==== GIVEN RECORDS
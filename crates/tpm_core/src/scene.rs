//! Scene model for TPM content.
//!
//! A [`Scene`] is the semantic view of a TPM file: materials, meshes, skins,
//! bones and instances, cross-referenced by name. It is derived from a
//! [`Document`](crate::tpm::Document) on import, or assembled by a host bridge
//! and lowered back to a document on export.

use std::fmt;

use chrono::NaiveDateTime;
use serde::{Deserialize, Serialize};
use tpm_math::{pose_matrix, Mat4, Vec3};

use crate::mesh::{Mesh, Skin};
use crate::tpm::{Block, Property};

/// Which texture slot of a material a map path belongs to.
#[derive(Clone, Copy, Debug, PartialEq, Eq, Hash, Serialize, Deserialize)]
pub enum MapKind {
    Color,
    Bump,
    Opacity,
}

impl MapKind {
    /// Property key used for this map in a `material` block.
    pub fn key(self) -> &'static str {
        match self {
            MapKind::Color => "colormap",
            MapKind::Bump => "bumpmap",
            MapKind::Opacity => "opacitymap",
        }
    }
}

/// A material definition.
///
/// TPM materials are nothing but up to three texture maps. Whether back faces
/// are culled is not stored in the file; hosts set `backface_culling` before
/// export so the alpha-face policy can consult it.
#[derive(Clone, Debug, Default, PartialEq, Serialize, Deserialize)]
pub struct Material {
    /// Material name
    pub name: String,

    /// Path to the colour texture
    pub color_map: Option<String>,

    /// Path to the bump texture
    pub bump_map: Option<String>,

    /// Path to the opacity texture
    pub opacity_map: Option<String>,

    /// Host-side backface culling flag (never written)
    #[serde(default)]
    pub backface_culling: bool,

    /// Unrecognised properties, kept verbatim
    #[serde(default)]
    pub extra: Vec<Property>,
}

impl Material {
    /// Create a material with no maps.
    pub fn new(name: impl Into<String>) -> Self {
        Self {
            name: name.into(),
            ..Default::default()
        }
    }

    /// True if the material has an alpha (opacity) input.
    pub fn has_alpha_input(&self) -> bool {
        self.opacity_map.is_some()
    }

    /// Check if this material uses any textures.
    pub fn has_textures(&self) -> bool {
        self.maps().next().is_some()
    }

    /// Present texture maps, in colour, bump, opacity order.
    pub fn maps(&self) -> impl Iterator<Item = (MapKind, &str)> {
        [
            (MapKind::Color, &self.color_map),
            (MapKind::Bump, &self.bump_map),
            (MapKind::Opacity, &self.opacity_map),
        ]
        .into_iter()
        .filter_map(|(kind, path)| path.as_deref().map(|p| (kind, p)))
    }

    /// Mutable access to one map slot.
    pub fn map_mut(&mut self, kind: MapKind) -> &mut Option<String> {
        match kind {
            MapKind::Color => &mut self.color_map,
            MapKind::Bump => &mut self.bump_map,
            MapKind::Opacity => &mut self.opacity_map,
        }
    }
}

/// A placed copy of a mesh or skin.
#[derive(Clone, Debug, PartialEq, Serialize, Deserialize)]
pub struct Instance {
    /// Instance name
    pub name: String,

    /// Name of the referenced mesh or skin
    pub mesh: String,

    /// Translation
    pub position: Vec3,

    /// Euler rotation in degrees, applied X then Y then Z
    pub rotation: Vec3,

    /// Uniform scale
    pub scale: f32,

    /// Unrecognised properties, kept verbatim
    #[serde(default)]
    pub extra: Vec<Property>,
}

impl Instance {
    /// Create an instance at the origin with unit scale.
    pub fn new(name: impl Into<String>, mesh: impl Into<String>) -> Self {
        Self {
            name: name.into(),
            mesh: mesh.into(),
            position: Vec3::ZERO,
            rotation: Vec3::ZERO,
            scale: 1.0,
            extra: Vec::new(),
        }
    }

    /// Get the 4x4 model matrix for this instance.
    pub fn model_matrix(&self) -> Mat4 {
        pose_matrix(self.position, self.rotation, self.scale)
    }
}

/// A skeleton joint, named `$J{MeshName}{NN}`.
#[derive(Clone, Debug, PartialEq, Serialize, Deserialize)]
pub struct Bone {
    pub name: String,
    pub position: Vec3,
    /// Euler rotation in degrees, applied X then Y then Z
    pub rotation: Vec3,
    #[serde(default)]
    pub extra: Vec<Property>,
}

impl Bone {
    pub fn new(name: impl Into<String>, position: Vec3, rotation: Vec3) -> Self {
        Self {
            name: name.into(),
            position,
            rotation,
            extra: Vec::new(),
        }
    }

    /// Joint pose matrix (unit scale).
    pub fn model_matrix(&self) -> Mat4 {
        pose_matrix(self.position, self.rotation, 1.0)
    }
}

/// A `major.minor.revision` version triple.
#[derive(Clone, Copy, Debug, PartialEq, Eq, PartialOrd, Ord, Hash, Serialize, Deserialize)]
pub struct Version {
    pub major: u32,
    pub minor: u32,
    pub revision: u32,
}

impl Version {
    pub const fn new(major: u32, minor: u32, revision: u32) -> Self {
        Self {
            major,
            minor,
            revision,
        }
    }
}

impl fmt::Display for Version {
    fn fmt(&self, f: &mut fmt::Formatter<'_>) -> fmt::Result {
        write!(f, "{}.{}.{}", self.major, self.minor, self.revision)
    }
}

/// Format version written by this exporter when a scene carries none.
pub const EXPORT_FORMAT_VERSION: Version = Version::new(1, 0, 1);

/// Contents of the `fileinfo` block.
#[derive(Clone, Debug, PartialEq, Serialize, Deserialize)]
pub struct FileInfo {
    /// TPM format version (required)
    pub format_version: Version,

    /// Content name
    pub name: Option<String>,

    /// Content version, free text
    pub version: Option<String>,

    /// Source file the content came from
    pub source: Option<String>,

    /// Export timestamp
    pub date: Option<NaiveDateTime>,

    /// Free-form comments
    pub comments: Option<String>,

    /// Unrecognised properties, kept verbatim
    #[serde(default)]
    pub extra: Vec<Property>,
}

impl FileInfo {
    /// Create a file info block with only a format version.
    pub fn new(format_version: Version) -> Self {
        Self {
            format_version,
            name: None,
            version: None,
            source: None,
            date: None,
            comments: None,
            extra: Vec::new(),
        }
    }
}

impl Default for FileInfo {
    fn default() -> Self {
        Self::new(EXPORT_FORMAT_VERSION)
    }
}

/// Borrowed view of whatever an instance points at.
#[derive(Clone, Copy, Debug)]
pub enum Geometry<'a> {
    Mesh(&'a Mesh),
    Skin(&'a Skin),
}

impl<'a> Geometry<'a> {
    /// The underlying mesh data.
    pub fn mesh(&self) -> &'a Mesh {
        match self {
            Geometry::Mesh(mesh) => mesh,
            Geometry::Skin(skin) => &skin.mesh,
        }
    }
}

/// A complete TPM scene.
#[derive(Clone, Debug, Default, PartialEq, Serialize, Deserialize)]
pub struct Scene {
    /// Optional `fileinfo` block
    pub file_info: Option<FileInfo>,

    /// Materials, in document order
    pub materials: Vec<Material>,

    /// Plain meshes, in document order
    pub meshes: Vec<Mesh>,

    /// Skinned meshes, in document order
    pub skins: Vec<Skin>,

    /// Bones, in document order
    pub bones: Vec<Bone>,

    /// Instances, in document order
    pub instances: Vec<Instance>,

    /// Blocks of unknown type, kept for output fidelity
    #[serde(default)]
    pub passthrough: Vec<Block>,
}

impl Scene {
    /// Create an empty scene.
    pub fn new() -> Self {
        Self::default()
    }

    /// Look up a material by name.
    pub fn material(&self, name: &str) -> Option<&Material> {
        self.materials.iter().find(|m| m.name == name)
    }

    /// Look up a plain mesh by name.
    pub fn mesh(&self, name: &str) -> Option<&Mesh> {
        self.meshes.iter().find(|m| m.name == name)
    }

    /// Look up a skin by name.
    pub fn skin(&self, name: &str) -> Option<&Skin> {
        self.skins.iter().find(|s| s.name() == name)
    }

    /// Look up a bone by name.
    pub fn bone(&self, name: &str) -> Option<&Bone> {
        self.bones.iter().find(|b| b.name == name)
    }

    /// Look up an instance by name.
    pub fn instance(&self, name: &str) -> Option<&Instance> {
        self.instances.iter().find(|i| i.name == name)
    }

    /// Look up a mesh or skin by name.
    pub fn geometry(&self, name: &str) -> Option<Geometry<'_>> {
        self.mesh(name)
            .map(Geometry::Mesh)
            .or_else(|| self.skin(name).map(Geometry::Skin))
    }

    /// Get total triangle count across all instances.
    pub fn total_triangle_count(&self) -> usize {
        self.instances
            .iter()
            .filter_map(|instance| self.geometry(&instance.mesh))
            .map(|geometry| geometry.mesh().triangle_count())
            .sum()
    }

    /// True if nothing was built into the scene.
    pub fn is_empty(&self) -> bool {
        self.file_info.is_none()
            && self.materials.is_empty()
            && self.meshes.is_empty()
            && self.skins.is_empty()
            && self.bones.is_empty()
            && self.instances.is_empty()
            && self.passthrough.is_empty()
    }
}

#[cfg(test)]
mod tests {
    use super::*;
    use crate::mesh::Face;

    fn triangle(name: &str) -> Mesh {
        Mesh {
            name: name.to_string(),
            material_names: vec!["Bark".to_string()],
            positions: vec![Vec3::ZERO, Vec3::X, Vec3::Y],
            normals: vec![Vec3::Z],
            uvs: vec![tpm_math::Vec2::ZERO],
            faces: vec![Face {
                vertices: [0, 1, 2],
                uvs: [0, 0, 0],
                normals: [0, 0, 0],
                material: 0,
            }],
            extra: Vec::new(),
        }
    }

    #[test]
    fn test_scene_lookup() {
        let mut scene = Scene::new();
        scene.meshes.push(triangle("Tree"));
        scene.skins.push(Skin::new(triangle("Raptor"), vec![0, 0, 0]));
        scene.instances.push(Instance::new("Tree01", "Tree"));
        scene.instances.push(Instance::new("Raptor01", "Raptor"));
        scene.instances.push(Instance::new("Raptor02", "Raptor"));

        assert!(matches!(scene.geometry("Tree"), Some(Geometry::Mesh(_))));
        assert!(matches!(scene.geometry("Raptor"), Some(Geometry::Skin(_))));
        assert!(scene.geometry("Missing").is_none());
        assert_eq!(scene.total_triangle_count(), 3);
        assert!(!scene.is_empty());
        assert!(Scene::new().is_empty());
    }

    #[test]
    fn test_instance_matrix() {
        let mut instance = Instance::new("I", "Tree");
        instance.position = Vec3::new(1.0, 2.0, 3.0);
        instance.rotation = Vec3::new(0.0, 0.0, 90.0);
        instance.scale = 2.0;

        let p = instance.model_matrix().transform_point3(Vec3::X);
        assert!((p - Vec3::new(1.0, 4.0, 3.0)).length() < 0.001);
    }

    #[test]
    fn test_material_maps() {
        let mut material = Material::new("Leaves");
        assert!(!material.has_textures());
        assert!(!material.has_alpha_input());

        material.color_map = Some("leaves.bmp".to_string());
        *material.map_mut(MapKind::Opacity) = Some("leaves_a.bmp".to_string());

        let maps: Vec<(MapKind, &str)> = material.maps().collect();
        assert_eq!(
            maps,
            vec![(MapKind::Color, "leaves.bmp"), (MapKind::Opacity, "leaves_a.bmp")]
        );
        assert!(material.has_alpha_input());
        assert_eq!(MapKind::Bump.key(), "bumpmap");
    }

    #[test]
    fn test_version_display() {
        assert_eq!(EXPORT_FORMAT_VERSION.to_string(), "1.0.1");
        assert_eq!(FileInfo::default().format_version, Version::new(1, 0, 1));
    }
}
//! Bone naming and vertex-group to bone binding.
//!
//! TPM skins give every vertex exactly one bone index. Bones are ordinary
//! `bone` blocks named `$J{MeshName}{NN}`, where `NN` is the two-digit index.
//!
//! On export a host supplies vertex groups and per-vertex weights instead.
//! Groups are matched to bones purely by the two-digit suffix of their name
//! (`VertexGroup04` drives bone 4), and each vertex keeps its heaviest group.

use std::collections::BTreeMap;

use serde::{Deserialize, Serialize};

use crate::scene::Bone;
use crate::tpm::BuildError;

/// Prefix shared by every bone name.
pub const BONE_PREFIX: &str = "$J";

/// Largest bone index a two-digit suffix can express.
pub const MAX_BONE_INDEX: u8 = 99;

/// Read the two-digit bone index at the end of a name.
///
/// The name must end in exactly two decimal digits preceded by a non-digit:
/// `Bone04` gives 4, while `Bone4`, `Bone004` and `04` are rejected.
pub fn parse_bone_suffix(name: &str) -> Result<u8, BuildError> {
    let invalid = || BuildError::InvalidBoneName {
        name: name.to_string(),
    };

    let chars: Vec<char> = name.chars().collect();
    let [.., before, tens, ones] = chars.as_slice() else {
        return Err(invalid());
    };

    if before.is_ascii_digit() {
        return Err(invalid());
    }

    match (tens.to_digit(10), ones.to_digit(10)) {
        (Some(tens), Some(ones)) => Ok((tens * 10 + ones) as u8),
        _ => Err(invalid()),
    }
}

/// Check a `bone` block name and return its index.
///
/// Valid names are `$J`, a non-empty mesh name, then the two-digit index.
pub fn check_bone_name(name: &str) -> Result<u8, BuildError> {
    let invalid = || BuildError::InvalidBoneName {
        name: name.to_string(),
    };

    let rest = name.strip_prefix(BONE_PREFIX).ok_or_else(invalid)?;
    parse_bone_suffix(rest).map_err(|_| invalid())
}

/// Canonical bone name for a skin: `$J{mesh}{NN}`.
pub fn bone_name(mesh: &str, index: u8) -> String {
    format!("{}{}{:02}", BONE_PREFIX, mesh, index)
}

/// Derive a skin's bone map from the scene's bones.
///
/// Only bones named `$J{skin}NN` take part. The remainder after the prefix
/// must be exactly the two digits; anything else belongs to another skin or
/// is not a bone of this one.
pub fn bones_for_skin<'a>(
    skin: &str,
    bones: impl IntoIterator<Item = &'a Bone>,
) -> BTreeMap<u8, String> {
    let prefix = format!("{}{}", BONE_PREFIX, skin);

    bones
        .into_iter()
        .filter_map(|bone| {
            let digits = bone.name.strip_prefix(&prefix)?;
            if digits.len() == 2 && digits.bytes().all(|b| b.is_ascii_digit()) {
                digits.parse::<u8>().ok().map(|index| (index, bone.name.clone()))
            } else {
                None
            }
        })
        .collect()
}

/// Membership of a vertex in one vertex group.
#[derive(Clone, Copy, Debug, PartialEq, Serialize, Deserialize)]
pub struct VertexWeight {
    /// Index into the skin's group list
    pub group: usize,

    /// Influence of the group on the vertex
    pub weight: f32,
}

impl VertexWeight {
    pub fn new(group: usize, weight: f32) -> Self {
        Self { group, weight }
    }
}

/// A skin's vertex groups with their parsed bone indices.
#[derive(Clone, Debug, PartialEq, Eq)]
pub struct BoneGroups {
    skin: String,
    names: Vec<String>,
    indices: Vec<u8>,
}

impl BoneGroups {
    /// Parse the suffix of every group name.
    ///
    /// Two groups resolving to the same index is an error, since the bone
    /// each vertex follows would be ambiguous.
    pub fn new<S: AsRef<str>>(skin: &str, names: &[S]) -> Result<Self, BuildError> {
        let mut first_with_index: BTreeMap<u8, &str> = BTreeMap::new();
        let mut indices = Vec::with_capacity(names.len());

        for name in names {
            let name = name.as_ref();
            let index = parse_bone_suffix(name)?;

            if let Some(first) = first_with_index.insert(index, name) {
                return Err(BuildError::DuplicateBoneIndex {
                    skin: skin.to_string(),
                    index,
                    first: first.to_string(),
                    second: name.to_string(),
                });
            }
            indices.push(index);
        }

        Ok(Self {
            skin: skin.to_string(),
            names: names.iter().map(|n| n.as_ref().to_string()).collect(),
            indices,
        })
    }

    pub fn skin(&self) -> &str {
        &self.skin
    }

    pub fn len(&self) -> usize {
        self.indices.len()
    }

    pub fn is_empty(&self) -> bool {
        self.indices.is_empty()
    }

    /// Group name at a position.
    pub fn name(&self, group: usize) -> Option<&str> {
        self.names.get(group).map(String::as_str)
    }

    /// Bone index of a group.
    pub fn bone_index(&self, group: usize) -> Option<u8> {
        self.indices.get(group).copied()
    }

    /// Pick the bone a vertex follows.
    ///
    /// See [`reduce_weights`].
    pub fn reduce(&self, weights: &[VertexWeight]) -> Option<u8> {
        reduce_weights(self, weights)
    }
}

/// Reduce a vertex's group memberships to a single bone index.
///
/// The heaviest group wins; equal weights go to the lowest bone index.
/// Memberships naming an unknown group or carrying a NaN weight are ignored.
/// Returns `None` when nothing usable remains.
pub fn reduce_weights(groups: &BoneGroups, weights: &[VertexWeight]) -> Option<u8> {
    weights
        .iter()
        .filter(|w| !w.weight.is_nan())
        .filter_map(|w| groups.bone_index(w.group).map(|index| (index, w.weight)))
        .fold(None, |best: Option<(u8, f32)>, (index, weight)| match best {
            Some((best_index, best_weight))
                if best_weight > weight || (best_weight == weight && best_index < index) =>
            {
                best
            }
            _ => Some((index, weight)),
        })
        .map(|(index, _)| index)
}

/// Result of binding a skin's vertices to bones.
#[derive(Clone, Debug, Default, PartialEq, Eq)]
pub struct SkinBinding {
    /// Bone index per vertex
    pub bone_indices: Vec<u8>,

    /// Bone index -> canonical bone name, for every index in use
    pub bones: BTreeMap<u8, String>,
}

/// Bind every vertex of a skin to one bone.
///
/// `weights` holds one membership list per vertex. A vertex with no usable
/// membership is [`BuildError::UnboundVertex`] (1-based vertex number).
pub fn bind_skin(
    skin: &str,
    groups: &BoneGroups,
    weights: &[Vec<VertexWeight>],
) -> Result<SkinBinding, BuildError> {
    let mut binding = SkinBinding::default();
    binding.bone_indices.reserve(weights.len());

    for (vertex, memberships) in weights.iter().enumerate() {
        let index = groups
            .reduce(memberships)
            .ok_or_else(|| BuildError::UnboundVertex {
                skin: skin.to_string(),
                vertex: vertex + 1,
            })?;

        binding.bone_indices.push(index);
        binding
            .bones
            .entry(index)
            .or_insert_with(|| bone_name(skin, index));
    }

    log::debug!(
        "Bound {} vertices of skin \"{}\" to {} bones",
        binding.bone_indices.len(),
        skin,
        binding.bones.len()
    );

    Ok(binding)
}

#[cfg(test)]
mod tests {
    use super::*;
    use tpm_math::Vec3;

    #[test]
    fn test_parse_bone_suffix() {
        assert_eq!(parse_bone_suffix("Bone04").unwrap(), 4);
        assert_eq!(parse_bone_suffix("VertexGroup99").unwrap(), 99);
        assert_eq!(parse_bone_suffix("$JRaptor00").unwrap(), 0);

        for bad in ["Bone4", "Bone004", "04", "Bone", "", "Bone0x"] {
            assert_eq!(
                parse_bone_suffix(bad).unwrap_err(),
                BuildError::InvalidBoneName {
                    name: bad.to_string()
                },
                "{bad}"
            );
        }
    }

    #[test]
    fn test_check_bone_name() {
        assert_eq!(check_bone_name("$JRaptor07").unwrap(), 7);
        assert_eq!(check_bone_name("$JA00").unwrap(), 0);

        for bad in ["Elbow", "Raptor07", "$J07", "$JRaptor7", "$JRaptor123", "$j Raptor07"] {
            assert_eq!(
                check_bone_name(bad).unwrap_err(),
                BuildError::InvalidBoneName {
                    name: bad.to_string()
                },
                "{bad}"
            );
        }
    }

    #[test]
    fn test_bone_name() {
        assert_eq!(bone_name("Raptor", 0), "$JRaptor00");
        assert_eq!(bone_name("Raptor", 12), "$JRaptor12");
    }

    #[test]
    fn test_bones_for_skin() {
        let bones = vec![
            Bone::new("$JRaptor00", Vec3::ZERO, Vec3::ZERO),
            Bone::new("$JRaptor07", Vec3::ZERO, Vec3::ZERO),
            Bone::new("$JRaptorTail01", Vec3::ZERO, Vec3::ZERO),
            Bone::new("$JRaptor123", Vec3::ZERO, Vec3::ZERO),
            Bone::new("Root02", Vec3::ZERO, Vec3::ZERO),
        ];

        let map = bones_for_skin("Raptor", &bones);
        assert_eq!(map.len(), 2);
        assert_eq!(map[&0], "$JRaptor00");
        assert_eq!(map[&7], "$JRaptor07");
    }

    #[test]
    fn test_duplicate_suffix() {
        let err = BoneGroups::new("Raptor", &["Neck04", "Tail04"]).unwrap_err();
        assert_eq!(
            err,
            BuildError::DuplicateBoneIndex {
                skin: "Raptor".to_string(),
                index: 4,
                first: "Neck04".to_string(),
                second: "Tail04".to_string(),
            }
        );
    }

    #[test]
    fn test_reduce_picks_heaviest() {
        let groups = BoneGroups::new("Raptor", &["Hip00", "Leg03", "Foot05"]).unwrap();
        let weights = [
            VertexWeight::new(0, 0.2),
            VertexWeight::new(1, 0.7),
            VertexWeight::new(2, 0.1),
        ];
        assert_eq!(groups.reduce(&weights), Some(3));
        assert_eq!(groups.reduce(&[]), None);
    }

    #[test]
    fn test_reduce_tie_breaks_on_lowest_suffix() {
        let groups = BoneGroups::new("Raptor", &["Foot05", "Leg03", "Hip08"]).unwrap();
        let weights = [
            VertexWeight::new(0, 0.5),
            VertexWeight::new(1, 0.5),
            VertexWeight::new(2, 0.5),
        ];
        assert_eq!(reduce_weights(&groups, &weights), Some(3));
    }

    #[test]
    fn test_reduce_ignores_nan_and_unknown_groups() {
        let groups = BoneGroups::new("Raptor", &["Hip00", "Leg03"]).unwrap();
        let weights = [
            VertexWeight::new(0, f32::NAN),
            VertexWeight::new(7, 1.0),
            VertexWeight::new(1, 0.1),
        ];
        assert_eq!(groups.reduce(&weights), Some(3));
    }

    #[test]
    fn test_bind_skin() {
        let groups = BoneGroups::new("Raptor", &["Body00", "Head12"]).unwrap();
        let weights = vec![
            vec![VertexWeight::new(0, 1.0)],
            vec![VertexWeight::new(0, 0.3), VertexWeight::new(1, 0.6)],
            vec![VertexWeight::new(1, 1.0)],
        ];

        let binding = bind_skin("Raptor", &groups, &weights).unwrap();
        assert_eq!(binding.bone_indices, vec![0, 12, 12]);
        assert_eq!(binding.bones[&0], "$JRaptor00");
        assert_eq!(binding.bones[&12], "$JRaptor12");
    }

    #[test]
    fn test_bind_skin_unbound_vertex() {
        let groups = BoneGroups::new("Raptor", &["Body00"]).unwrap();
        let weights = vec![vec![VertexWeight::new(0, 1.0)], vec![]];

        let err = bind_skin("Raptor", &groups, &weights).unwrap_err();
        assert_eq!(
            err,
            BuildError::UnboundVertex {
                skin: "Raptor".to_string(),
                vertex: 2
            }
        );
    }
}
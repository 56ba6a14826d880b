//! TPM text format support.
//!
//! TPM is the plain-text model format used by Trespasser tools: a sequence of
//! typed, optionally named blocks holding `key = value` properties.
//!
//! ```text
//! // comment
//! material "Bark"
//! {
//!     colormap = "bark.bmp"
//! }
//! ```
//!
//! Reading goes text -> [`Document`] ([`parse_tpm`]) -> [`Scene`](crate::Scene)
//! ([`build_scene`]). Writing goes back through [`lower_scene`] and
//! [`write_document`]. [`parse`], [`import`] and [`serialize`] chain the steps.

pub mod builder;
pub mod decode;
pub mod document;
pub mod lexer;
pub mod loader;
pub mod lower;
pub mod parser;
pub mod writer;

pub use builder::{build_scene, BuildError, BuildReport};
pub use decode::DecodeError;
pub use document::{Block, Document, Property};
pub use loader::{import, parse, serialize, TpmError, TpmResult};
pub use lower::lower_scene;
pub use parser::{parse_tpm, ParseError, ParseResult};
pub use writer::{write_document, ExportConstraintError};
========
• PROBLEM DESCRIPTION: Only the lines from the start of the material through the line bearing "derived from a" are needed, restated exactly, with both end lines included.

• EXERCISE RESPONSE:
filename crates/tpm_core/src/scene.rs
//! Scene model for TPM content.
//!
//! A [`Scene`] is the semantic view of a TPM file: materials, meshes, skins,
//! bones and instances, cross-referenced by name. It is derived from a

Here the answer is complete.